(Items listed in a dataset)
::::

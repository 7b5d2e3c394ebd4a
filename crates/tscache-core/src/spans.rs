//! Span constructors for cache operations.
//!
//! Business code creates its span through one of these helpers and enters it,
//! rather than carrying `#[instrument]` attributes:
//!
//! ```rust,ignore
//! let span = spans::query(&self.span, symbol, granularity, start_index, end_index);
//! let _guard = span.enter();
//! ```

use tracing::Span;
use tscache_types::{BlockKey, Granularity};

/// Create span for a range query.
///
/// Parent: the span injected through `Cache::with_span`
/// Children: `ensure_block` spans (one per covered block)
#[inline]
pub(crate) fn query(
    parent: &Span,
    symbol: &str,
    granularity: Granularity,
    start_index: i64,
    end_index: i64,
) -> Span {
    tracing::info_span!(
        parent: parent,
        "tscache.query",
        symbol = symbol,
        granularity = %granularity,
        start_index = start_index,
        end_index = end_index,
    )
}

/// Create span for warming a block range.
///
/// Parent: the span injected through `Cache::with_span`
/// Children: `ensure_block` spans
#[inline]
pub(crate) fn warm(
    parent: &Span,
    symbol: &str,
    granularity: Granularity,
    start_block: i64,
    end_block: i64,
) -> Span {
    tracing::info_span!(
        parent: parent,
        "tscache.warm",
        symbol = symbol,
        granularity = %granularity,
        start_block = start_block,
        end_block = end_block,
    )
}

/// Create span for ensuring a single block is on disk.
///
/// Parent: `query` or `warm` when called from them, otherwise the injected span
/// Children: none (page fetches are logged as events)
#[inline]
pub(crate) fn ensure_block(parent: &Span, key: &BlockKey) -> Span {
    tracing::debug_span!(
        parent: parent,
        "tscache.ensure_block",
        block = %key,
    )
}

::::

- _Exercise_
Every record must be retyped so that it matches the original exactly.

- _Result of this task_
repository 7b5d2e3c394ebd4a
filename crates/tscache-core/src/spans.rs
//! Span constructors for cache operations.
//!
//! Business code creates its span through one of these helpers and enters it,
//! rather than carrying `#[instrument]` attributes:
//!
//! ```rust,ignore
//! let span = spans::query(&self.span, symbol, granularity, start_index, end_index);
//! let _guard = span.enter();
//! ```

use tracing::Span;
use tscache_types::{BlockKey, Granularity};

/// Create span for a range query.
///
/// Parent: the span injected through `Cache::with_span`
/// Children: `ensure_block` spans (one per covered block)
#[inline]
pub(crate) fn query(
    parent: &Span,
    symbol: &str,
    granularity: Granularity,
    start_index: i64,
    end_index: i64,
) -> Span {
    tracing::info_span!(
        parent: parent,
        "tscache.query",
        symbol = symbol,
        granularity = %granularity,
        start_index = start_index,
        end_index = end_index,
    )
}

/// Create span for warming a block range.
///
/// Parent: the span injected through `Cache::with_span`
/// Children: `ensure_block` spans
#[inline]
pub(crate) fn warm(
    parent: &Span,
    symbol: &str,
    granularity: Granularity,
    start_block: i64,
    end_block: i64,
) -> Span {
    tracing::info_span!(
        parent: parent,
        "tscache.warm",
        symbol = symbol,
        granularity = %granularity,
        start_block = start_block,
        end_block = end_block,
    )
}

/// Create span for ensuring a single block is on disk.
///
/// Parent: `query` or `warm` when called from them, otherwise the injected span
/// Children: none (page fetches are logged as events)
#[inline]
pub(crate) fn ensure_block(parent: &Span, key: &BlockKey) -> Span {
    tracing::debug_span!(
        parent: parent,
        "tscache.ensure_block",
        block = %key,
    )
}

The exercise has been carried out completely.